I had lots of doubts.
But I loved it. And so I went from building it just for myself to providing it as a service. The text-to-speech won't compete with my audible subscription, but it's plenty fine for an article. Plus, when listened to at 1.2 or 1.5x, it conveys everything I need from the text, and I hardly notice that it's a robot. Adding articles is straightforward -- I implemented adding via bookmarklets and email to start, and I'm already testing browser extensions. My favorite part is having all the articles in my podcast player. When I've tried read it later services in the past, I'd add a bunch of articles, and they'd end up in an app I never looked at. But I already check my podcast app all the time, so I always have time for an article.
But there's a problem. How do I convince anyone else that this is good? People have the same concerns I do, and more. I wanted to run a trial, but there's a catch: The text-to-speech is somewhat expensive.
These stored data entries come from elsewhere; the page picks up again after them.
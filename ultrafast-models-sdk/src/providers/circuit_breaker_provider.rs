use crate::circuit_breaker::{AdmissionError, CircuitBreaker, CircuitBreakerConfig, CircuitState};
use crate::error::ProviderError;
use crate::models::{
    AudioRequest, AudioResponse, ChatRequest, ChatResponse, EmbeddingRequest, EmbeddingResponse,
    ImageRequest, ImageResponse, SpeechRequest, SpeechResponse,
};
use crate::providers::{Provider, ProviderHealth, StreamResult};
use std::sync::Arc;
use std::time::Duration;

/// Wrapper that adds circuit breaker protection to any provider, for
/// standalone-mode use where there is no surrounding Coordinator managing
/// breaker admission directly. A per-call timeout is layered on top since the
/// breaker itself only tracks outcomes, not deadlines.
pub struct CircuitBreakerProvider {
    inner: Arc<dyn Provider>,
    circuit_breaker: CircuitBreaker,
    request_timeout: Duration,
}

impl CircuitBreakerProvider {
    pub fn new(provider: Arc<dyn Provider>, config: CircuitBreakerConfig) -> Self {
        Self::with_timeout(provider, config, Duration::from_secs(30))
    }

    pub fn with_timeout(
        provider: Arc<dyn Provider>,
        config: CircuitBreakerConfig,
        request_timeout: Duration,
    ) -> Self {
        let circuit_breaker = CircuitBreaker::new(provider.name().to_string(), config);

        Self {
            inner: provider,
            circuit_breaker,
            request_timeout,
        }
    }

    pub fn with_default_config(provider: Arc<dyn Provider>) -> Self {
        Self::new(provider, CircuitBreakerConfig::default())
    }

    pub fn circuit_state(&self) -> CircuitState {
        self.circuit_breaker.state()
    }

    /// Run `op` under breaker admission and a request timeout, recording the
    /// outcome on the guard before returning.
    async fn guarded<T, F>(&self, op: F) -> Result<T, ProviderError>
    where
        F: std::future::Future<Output = Result<T, ProviderError>>,
    {
        let guard = match self.circuit_breaker.try_admit() {
            Ok(guard) => guard,
            Err(AdmissionError::Open) => {
                tracing::warn!(provider = self.inner.name(), "circuit breaker is OPEN");
                return Err(ProviderError::RetryableError {
                    message: format!(
                        "circuit open for {}, retry after {:?}",
                        self.inner.name(),
                        self.circuit_breaker.retry_after()
                    ),
                });
            }
            Err(AdmissionError::HalfOpenSaturated) => {
                return Err(ProviderError::RetryableError {
                    message: format!(
                        "circuit half-open probe limit reached for {}",
                        self.inner.name()
                    ),
                });
            }
        };

        match tokio::time::timeout(self.request_timeout, op).await {
            Ok(Ok(value)) => {
                guard.record_success();
                Ok(value)
            }
            Ok(Err(err)) => {
                guard.record_failure();
                Err(err)
            }
            Err(_) => {
                guard.record_failure();
                Err(ProviderError::Timeout)
            }
        }
    }
}

#[async_trait::async_trait]
impl Provider for CircuitBreakerProvider {
    fn name(&self) -> &str {
        self.inner.name()
    }

    fn supports_streaming(&self) -> bool {
        self.inner.supports_streaming()
    }

    fn supports_function_calling(&self) -> bool {
        self.inner.supports_function_calling()
    }

    fn supported_models(&self) -> Vec<String> {
        self.inner.supported_models()
    }

    async fn chat_completion(&self, request: ChatRequest) -> Result<ChatResponse, ProviderError> {
        self.guarded(self.inner.chat_completion(request)).await
    }

    async fn stream_chat_completion(
        &self,
        request: ChatRequest,
    ) -> Result<StreamResult, ProviderError> {
        // Streaming establishes the connection under breaker protection; once
        // the stream is handed back, individual chunk failures are the
        // caller's concern, not the breaker's.
        if self.circuit_breaker.state() == CircuitState::Open {
            return Err(ProviderError::ServiceUnavailable);
        }
        self.guarded(self.inner.stream_chat_completion(request))
            .await
    }

    async fn embedding(
        &self,
        request: EmbeddingRequest,
    ) -> Result<EmbeddingResponse, ProviderError> {
        self.guarded(self.inner.embedding(request)).await
    }

    async fn image_generation(
        &self,
        request: ImageRequest,
    ) -> Result<ImageResponse, ProviderError> {
        self.guarded(self.inner.image_generation(request)).await
    }

    async fn audio_transcription(
        &self,
        request: AudioRequest,
    ) -> Result<AudioResponse, ProviderError> {
        self.guarded(self.inner.audio_transcription(request)).await
    }

    async fn text_to_speech(
        &self,
        request: SpeechRequest,
    ) -> Result<SpeechResponse, ProviderError> {
        self.guarded(self.inner.text_to_speech(request)).await
    }

    async fn health_check(&self) -> Result<ProviderHealth, ProviderError> {
        self.guarded(self.inner.health_check()).await
    }
}

#[cfg(test)]
mod tests {
    use super::*;
    use crate::models::Message;
    use crate::providers::{HealthStatus, ProviderHealth};
    use std::collections::HashMap;

    struct MockProvider {
        name: String,
        should_fail: bool,
        delay: Duration,
    }

    impl MockProvider {
        fn new(name: String, should_fail: bool, delay: Duration) -> Self {
            Self {
                name,
                should_fail,
                delay,
            }
        }
    }

    #[async_trait::async_trait]
    impl Provider for MockProvider {
        fn name(&self) -> &str {
            &self.name
        }

        fn supports_streaming(&self) -> bool {
            false
        }

        fn supports_function_calling(&self) -> bool {
            false
        }

        fn supported_models(&self) -> Vec<String> {
            vec!["test-model".to_string()]
        }

        async fn chat_completion(
            &self,
            _request: ChatRequest,
        ) -> Result<ChatResponse, ProviderError> {
            tokio::time::sleep(self.delay).await;

            if self.should_fail {
                Err(ProviderError::ServiceUnavailable)
            } else {
                Ok(ChatResponse {
                    id: "test-id".to_string(),
                    object: "chat.completion".to_string(),
                    created: 1234567890,
                    model: "test-model".to_string(),
                    choices: vec![],
                    usage: None,
                    system_fingerprint: None,
                })
            }
        }

        async fn stream_chat_completion(
            &self,
            _request: ChatRequest,
        ) -> Result<StreamResult, ProviderError> {
            Err(ProviderError::Configuration {
                message: "Streaming not supported by mock provider".to_string(),
            })
        }

        async fn health_check(&self) -> Result<ProviderHealth, ProviderError> {
            if self.should_fail {
                Err(ProviderError::ServiceUnavailable)
            } else {
                Ok(ProviderHealth {
                    status: HealthStatus::Healthy,
                    latency_ms: Some(10),
                    last_check: chrono::Utc::now(),
                    details: HashMap::new(),
                    error_rate: 0.0,
                })
            }
        }
    }

    fn config(failure_threshold: u32) -> CircuitBreakerConfig {
        CircuitBreakerConfig {
            failure_threshold,
            min_requests: u32::MAX,
            failure_rate_threshold: 1.1,
            recovery_timeout: Duration::from_millis(100),
            ..CircuitBreakerConfig::default()
        }
    }

    #[tokio::test]
    async fn succeeds_and_stays_closed() {
        let mock_provider = Arc::new(MockProvider::new(
            "test".to_string(),
            false,
            Duration::from_millis(10),
        ));

        let cb_provider =
            CircuitBreakerProvider::with_timeout(mock_provider, config(2), Duration::from_millis(50));

        let request = ChatRequest {
            model: "test-model".to_string(),
            messages: vec![Message::user("test")],
            ..Default::default()
        };

        let result = cb_provider.chat_completion(request).await;
        assert!(result.is_ok());
        assert_eq!(cb_provider.circuit_state(), CircuitState::Closed);
    }

    #[tokio::test]
    async fn opens_after_failure_and_blocks_next_call() {
        let mock_provider = Arc::new(MockProvider::new(
            "test".to_string(),
            true,
            Duration::from_millis(10),
        ));

        let cb_provider =
            CircuitBreakerProvider::with_timeout(mock_provider, config(1), Duration::from_millis(50));

        let request = ChatRequest {
            model: "test-model".to_string(),
            messages: vec![Message::user("test")],
            ..Default::default()
        };

        let result = cb_provider.chat_completion(request.clone()).await;
        assert!(result.is_err());
        assert_eq!(cb_provider.circuit_state(), CircuitState::Open);

        let result = cb_provider.chat_completion(request).await;
        assert!(result.is_err());
    }

    #[tokio::test]
    async fn slow_call_times_out_and_opens_circuit() {
        let mock_provider = Arc::new(MockProvider::new(
            "test".to_string(),
            false,
            Duration::from_millis(100),
        ));

        let cb_provider =
            CircuitBreakerProvider::with_timeout(mock_provider, config(1), Duration::from_millis(20));

        let request = ChatRequest {
            model: "test-model".to_string(),
            messages: vec![Message::user("test")],
            ..Default::default()
        };

        let result = cb_provider.chat_completion(request).await;
        assert!(matches!(result, Err(ProviderError::Timeout)));
        assert_eq!(cb_provider.circuit_state(), CircuitState::Open);
    }
}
What I decided to do was have a two-phased approach:
First, I put an audio player on the landing page, so potential users could try listening before they sign up. I want to improve the experience, but for now I think it lets you know what you're getting before signing up.
Second, I created a very limited free tier. You can add 5 articles a month to your personalized podcast feed. That's less than I'd like, but it's all I can afford to begin with.
There's still more to do. But it works, I love using it, so I'm ready to share.